[What you need to do]: What lines of the data below hold "Chamundi"? Show them.

**** Data for the task

use std::collections::{BTreeMap, BTreeSet, HashSet};

use crate::geo::LatLng;

pub type BusId = u32;

#[derive(Debug, Clone, PartialEq, serde::Serialize)]
pub struct Stop {
    pub name: String,
    pub position: LatLng,
}

impl Stop {
    fn new(name: &str, lat: f64, lng: f64) -> Self {
        Stop {
            name: name.to_string(),
            position: LatLng { lat, lng },
        }
    }
}

/// Static description of one bus line. Ids are 1:1 with routes.
#[derive(Debug, Clone, Copy)]
pub struct BusDetails {
    pub id: BusId,
    pub name: &'static str,
    pub description: &'static str,
    pub gps_active: bool,
    pub manual_delay_min: i64,
}

pub fn bus_details() -> [BusDetails; 6] {
    [
        BusDetails {
            id: 1,
            name: "Bus 95",
            description:
                "Mainline route connecting the central bus stand to the residential hub of Srirampura.",
            gps_active: true,
            manual_delay_min: 0,
        },
        BusDetails {
            id: 2,
            name: "Bus 201",
            description: "A high-frequency route serving the IT corridor and Infosys Campus.",
            gps_active: true,
            manual_delay_min: 2,
        },
        BusDetails {
            id: 3,
            name: "Bus 313A",
            description: "Limited stop service to the Hebbal Industrial Area.",
            gps_active: true,
            manual_delay_min: 5,
        },
        BusDetails {
            id: 4,
            name: "Bus 301",
            description: "Tourist-focused route running from the city to Chamundi Hills.",
            gps_active: true,
            manual_delay_min: 10,
        },
        BusDetails {
            id: 5,
            name: "Bus 150",
            description: "Connects the university campus to the Kuvempunagar residential area.",
            gps_active: true,
            manual_delay_min: 1,
        },
        BusDetails {
            id: 6,
            name: "Bus 62",
            description:
                "Feeder service for the northern industrial suburbs and Columbia Asia Hospital.",
            gps_active: true,
            manual_delay_min: 8,
        },
    ]
}

/// The route number shown to riders, e.g. "95" for "Bus 95".
pub fn route_number(bus_name: &str) -> &str {
    bus_name.split_whitespace().nth(1).unwrap_or("")
}

/// Ordered stop sequences per bus id, plus a de-duplicated list of all known
/// stops. Loop routes repeat the origin stop at the end.
#[derive(Debug, Clone)]
pub struct RouteTable {
    routes: BTreeMap<BusId, Vec<Stop>>,
    all_stops: Vec<Stop>,
}

impl RouteTable {
    pub fn new(routes: BTreeMap<BusId, Vec<Stop>>) -> Self {
        let mut seen = HashSet::new();
        let mut all_stops = vec![];
        for stops in routes.values() {
            for stop in stops {
                if seen.insert(stop.name.clone()) {
                    all_stops.push(stop.clone());
                }
            }
        }
        RouteTable { routes, all_stops }
    }

    /// The six Mysuru city routes.
    pub fn mysuru() -> Self {
        let mut routes = BTreeMap::new();
        routes.insert(
            1,
            vec![
                Stop::new("City Bus Stand (CBS)", 12.3138, 76.6483),
                Stop::new("Ramaswamy Circle", 12.3050, 76.6450),
                Stop::new("Ballal Circle", 12.2982, 76.6380),
                Stop::new("Srirampura Water Tank", 12.2965, 76.6233),
                Stop::new("Srirampura Last Stop", 12.2965, 76.6033),
                Stop::new("City Bus Stand (CBS)", 12.3138, 76.6483),
            ],
        );
        routes.insert(
            2,
            vec![
                Stop::new("Railway Station", 12.3155, 76.6424),
                Stop::new("CFTRI", 12.320, 76.630),
                Stop::new("Kuvempunagar", 12.2882, 76.6219),
                Stop::new("Infosys Campus", 12.348, 76.598),
            ],
        );
        routes.insert(
            3,
            vec![
                Stop::new("City Bus Stand (CBS)", 12.3138, 76.6483),
                Stop::new("Metagalli", 12.33, 76.62),
                Stop::new("Hebbal Industrial Area", 12.36, 76.61),
            ],
        );
        routes.insert(
            4,
            vec![
                Stop::new("City Bus Stand (CBS)", 12.3138, 76.6483),
                Stop::new("Mysore Palace", 12.3051, 76.6552),
                Stop::new("Mysore Zoo", 12.300, 76.660),
                Stop::new("Chamundi Hills", 12.275, 76.670),
            ],
        );
        routes.insert(
            5,
            vec![
                Stop::new("University of Mysore", 12.307, 76.625),
                Stop::new("Gangotri Glades", 12.310, 76.615),
                Stop::new("Ramakrishna Nagar Circle", 12.285, 76.618),
                Stop::new("Kuvempunagar Complex", 12.2882, 76.6219),
            ],
        );
        routes.insert(
            6,
            vec![
                Stop::new("Suburban Bus Stand", 12.320, 76.655),
                Stop::new("Columbia Asia Hospital", 12.335, 76.660),
                Stop::new("Ring Road Circle", 12.345, 76.650),
                Stop::new("Naganahalli Gate", 12.365, 76.645),
            ],
        );
        RouteTable::new(routes)
    }

    pub fn get(&self, id: BusId) -> Option<&[Stop]> {
        self.routes.get(&id).map(|stops| stops.as_slice())
    }

    pub fn iter(&self) -> impl Iterator<Item = (BusId, &[Stop])> {
        self.routes.iter().map(|(id, stops)| (*id, stops.as_slice()))
    }

    /// Every known stop, de-duplicated by name. Stops with identical names on
    /// different routes are the same physical stop.
    pub fn all_stops(&self) -> &[Stop] {
        &self.all_stops
    }
}

#[derive(Debug, Clone, serde::Serialize)]
pub struct StopMatch {
    pub name: String,
    pub route_numbers: Vec<String>,
}

#[derive(Debug, Default, serde::Serialize)]
pub struct SearchResult {
    pub bus_ids: Vec<BusId>,
    pub stops: Vec<StopMatch>,
}

/// Case-insensitive substring search over bus names and stop names.
pub fn search(table: &RouteTable, query: &str) -> SearchResult {
    let query = query.trim().to_lowercase();
    if query.is_empty() {
        return SearchResult::default();
    }

    let details = bus_details();
    let bus_ids = details
        .iter()
        .filter(|d| d.name.to_lowercase().contains(&query))
        .map(|d| d.id)
        .collect();

    let mut matches: BTreeMap<String, BTreeSet<String>> = BTreeMap::new();
    for (id, stops) in table.iter() {
        let number = details
            .iter()
            .find(|d| d.id == id)
            .map(|d| route_number(d.name))
            .unwrap_or("");
        for stop in stops {
            if stop.name.to_lowercase().contains(&query) {
                matches
                    .entry(stop.name.clone())
                    .or_default()
                    .insert(number.to_string());
            }
        }
    }

    let stops = matches
        .into_iter()
        .map(|(name, route_numbers)| StopMatch {
            name,
            route_numbers: route_numbers.into_iter().collect(),
        })
        .collect();

    SearchResult { bus_ids, stops }
}

#[cfg(test)]
mod tests {
    use super::*;

    #[test]
    fn table_has_six_routes_of_at_least_two_stops() {
        let table = RouteTable::mysuru();
        assert_eq!(table.iter().count(), 6);
        for (_, stops) in table.iter() {
            assert!(stops.len() >= 2);
        }
    }

    #[test]
    fn route_95_closes_its_loop() {
        let table = RouteTable::mysuru();
        let route = table.get(1).unwrap();
        assert_eq!(route.first().unwrap().name, route.last().unwrap().name);
        assert_eq!(
            route.first().unwrap().position,
            route.last().unwrap().position
        );
    }

    #[test]
    fn all_stops_dedups_by_name() {
        let table = RouteTable::mysuru();
        let cbs_count = table
            .all_stops()
            .iter()
            .filter(|s| s.name == "City Bus Stand (CBS)")
            .count();
        assert_eq!(cbs_count, 1);
    }

    #[test]
    fn search_finds_buses_and_stops() {
        let table = RouteTable::mysuru();
        let result = search(&table, "palace");
        assert!(result.bus_ids.is_empty());
        assert_eq!(result.stops.len(), 1);
        assert_eq!(result.stops[0].name, "Mysore Palace");
        assert_eq!(result.stops[0].route_numbers, vec!["301"]);

        let result = search(&table, "95");
        assert_eq!(result.bus_ids, vec![1]);
    }

    #[test]
    fn search_on_shared_stop_lists_all_serving_routes() {
        let table = RouteTable::mysuru();
        let result = search(&table, "city bus stand");
        assert_eq!(result.stops.len(), 1);
        assert_eq!(result.stops[0].route_numbers, vec!["301", "313A", "95"]);
    }

    #[test]
    fn empty_query_matches_nothing() {
        let table = RouteTable::mysuru();
        let result = search(&table, "   ");
        assert!(result.bus_ids.is_empty());
        assert!(result.stops.is_empty());
    }
}
use chrono::{DateTime, Utc};

use crate::geo::LatLng;
use crate::routes::{bus_details, BusId, RouteTable, Stop};

/// Live state of one bus. `position` is derived from `route_index`/`progress`
/// every tick, never authoritative on its own.
#[derive(Debug, Clone, serde::Serialize)]
pub struct Bus {
    pub id: BusId,
    pub name: String,
    pub description: String,
    pub position: LatLng,
    /// Index of the stop at the start of the segment being traversed.
    pub route_index: usize,
    /// Fractional position in [0, 1] along the current segment.
    pub progress: f64,
    /// Milliseconds left stationary at the stop just reached; 0 = in motion.
    pub dwell_remaining_ms: i64,
    pub gps_active: bool,
    pub manual_delay_min: i64,
    /// Guards the GPS simulator from undoing an explicit operator toggle.
    pub last_manual_toggle: Option<DateTime<Utc>>,
}

/// All buses parked at their route origin, carrying the static per-line
/// details (initial delays included).
pub fn initial_fleet(routes: &RouteTable) -> Vec<Bus> {
    bus_details()
        .iter()
        .filter_map(|details| {
            let origin = routes.get(details.id)?.first()?.position;
            Some(Bus {
                id: details.id,
                name: details.name.to_string(),
                description: details.description.to_string(),
                position: origin,
                route_index: 0,
                progress: 0.0,
                dwell_remaining_ms: 0,
                gps_active: details.gps_active,
                manual_delay_min: details.manual_delay_min,
                last_manual_toggle: None,
            })
        })
        .collect()
}

/// Human-readable status line for fleet listings.
pub fn status_text(bus: &Bus, route: &[Stop]) -> String {
    let next_stop = route.get(bus.route_index + 1);
    if bus.dwell_remaining_ms > 0 {
        match next_stop {
            Some(stop) => format!("At {}", stop.name),
            None => "At terminal".to_string(),
        }
    } else {
        match next_stop {
            Some(stop) => format!("En route to {}", stop.name),
            None => "Approaching terminal".to_string(),
        }
    }
}

#[cfg(test)]
mod tests {
    use super::*;

    #[test]
    fn initial_fleet_starts_at_route_origins() {
        let routes = RouteTable::mysuru();
        let fleet = initial_fleet(&routes);
        assert_eq!(fleet.len(), 6);
        for bus in &fleet {
            let route = routes.get(bus.id).unwrap();
            assert_eq!(bus.position, route[0].position);
            assert_eq!(bus.route_index, 0);
            assert_eq!(bus.progress, 0.0);
            assert_eq!(bus.dwell_remaining_ms, 0);
            assert!(bus.last_manual_toggle.is_none());
        }
    }

    #[test]
    fn initial_delays_come_from_line_details() {
        let routes = RouteTable::mysuru();
        let fleet = initial_fleet(&routes);
        let bus_301 = fleet.iter().find(|b| b.id == 4).unwrap();
        assert_eq!(bus_301.manual_delay_min, 10);
    }

    #[test]
    fn status_text_reflects_dwell_and_motion() {
        let routes = RouteTable::mysuru();
        let mut bus = initial_fleet(&routes).remove(0);
        let route = routes.get(bus.id).unwrap();
        assert_eq!(status_text(&bus, route), "En route to Ramaswamy Circle");
        bus.dwell_remaining_ms = 3000;
        assert_eq!(status_text(&bus, route), "At Ramaswamy Circle");
    }
}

********

[Solution]:
            description: "Tourist-focused route running from the city to Chamundi Hills.",
                Stop::new("Chamundi Hills", 12.275, 76.670),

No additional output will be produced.